Print exactly those lines that run from the beginning of the data to the line bearing "config = AppConfig::load(cli.config.as_deref().map(Path::new))", inclusive.

(Data listing Opens)

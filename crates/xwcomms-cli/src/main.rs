//! xwcomms command-line entry point

use std::path::Path;

use anyhow::Context;
use clap::Parser;
use tracing::{debug, info};

use xwcomms_cli::{cli::Cli, commands::CommandDispatcher, config::AppConfig};

#[tokio::main]
async fn main() -> anyhow::Result<()> {
    let cli = Cli::parse();

    let config = AppConfig::load(cli.config.as_deref().map(Path::new))
        .context("Failed to load configuration")?;
    setup_logging(cli.verbose || config.cli.verbose);
    match &cli.config {
        Some(path) => info!("Loaded configuration from: {}", path),
        None => debug!("Using default configuration layers"),
    }

    CommandDispatcher::execute(cli, config)
        .await
        .context("Command execution failed")?;
    Ok(())
}

/// Setup logging based on verbosity level
fn setup_logging(verbose: bool) {
    let log_level = if verbose {
        tracing::Level::DEBUG
    } else {
        tracing::Level::INFO
    };

    tracing_subscriber::fmt()
        .with_max_level(log_level)
        .with_target(false)
        .with_thread_ids(false)
        .with_file(false)
        .with_line_number(false)
        .with_writer(std::io::stderr)
        .init();
}
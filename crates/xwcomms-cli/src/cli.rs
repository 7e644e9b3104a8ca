//! Command-line interface definitions and parsing

use clap::{Parser, Subcommand, ValueEnum};
use xwcomms_core::ConnType;

#[derive(Parser)]
#[command(author, version, about, long_about = None)]
pub struct Cli {
    #[command(subcommand)]
    pub command: Commands,

    /// Enable verbose logging
    #[arg(short, long)]
    pub verbose: bool,

    /// Configuration file path
    #[arg(short, long)]
    pub config: Option<String>,
}

#[derive(Subcommand)]
pub enum Commands {
    /// Run a host and a guest in-process and exchange moves between them
    Demo {
        /// Transport linking the two devices
        #[arg(short, long, value_enum, default_value_t = TransportArg::Sms)]
        transport: TransportArg,
        /// Number of messages the host sends
        #[arg(short, long, default_value_t = 3)]
        messages: u32,
        /// Start with the link down so the first sends fail and are resent
        #[arg(long)]
        drop_first: bool,
        /// Print the final stats as JSON
        #[arg(long)]
        json: bool,
    },
    /// List transport types, or decode a persisted type bit vector
    Types {
        /// Persisted bits, decimal or 0x-prefixed hex
        bits: Option<String>,
    },
    /// Print the effective configuration
    Config {
        /// Print an annotated example file instead
        #[arg(long)]
        example: bool,
    },
}

/// Transports the loopback demo can run over
#[derive(Debug, Clone, Copy, PartialEq, Eq, ValueEnum)]
pub enum TransportArg {
    Sms,
    Mqtt,
    Bt,
    Relay,
}

impl From<TransportArg> for ConnType {
    fn from(arg: TransportArg) -> Self {
        match arg {
            TransportArg::Sms => ConnType::Sms,
            TransportArg::Mqtt => ConnType::Mqtt,
            TransportArg::Bt => ConnType::Bt,
            TransportArg::Relay => ConnType::Relay,
        }
    }
}

#[cfg(test)]
mod tests {
    use super::*;
    use clap::CommandFactory;

    #[test]
    fn cli_definition_is_consistent() {
        Cli::command().debug_assert();
    }

    #[test]
    fn demo_arguments_parse() {
        let cli = Cli::parse_from(["xwcomms", "-v", "demo", "--transport", "mqtt", "-m", "5"]);
        assert!(cli.verbose);
        match cli.command {
            Commands::Demo {
                transport,
                messages,
                drop_first,
                ..
            } => {
                assert_eq!(ConnType::from(transport), ConnType::Mqtt);
                assert_eq!(messages, 5);
                assert!(!drop_first);
            }
            _ => panic!("expected demo"),
        }
    }
}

(Data listing Closes)

• Worked solution
filename crates/xwcomms-cli/src/main.rs
//! xwcomms command-line entry point

use std::path::Path;

use anyhow::Context;
use clap::Parser;
use tracing::{debug, info};

use xwcomms_cli::{cli::Cli, commands::CommandDispatcher, config::AppConfig};

#[tokio::main]
async fn main() -> anyhow::Result<()> {
    let cli = Cli::parse();

    let config = AppConfig::load(cli.config.as_deref().map(Path::new))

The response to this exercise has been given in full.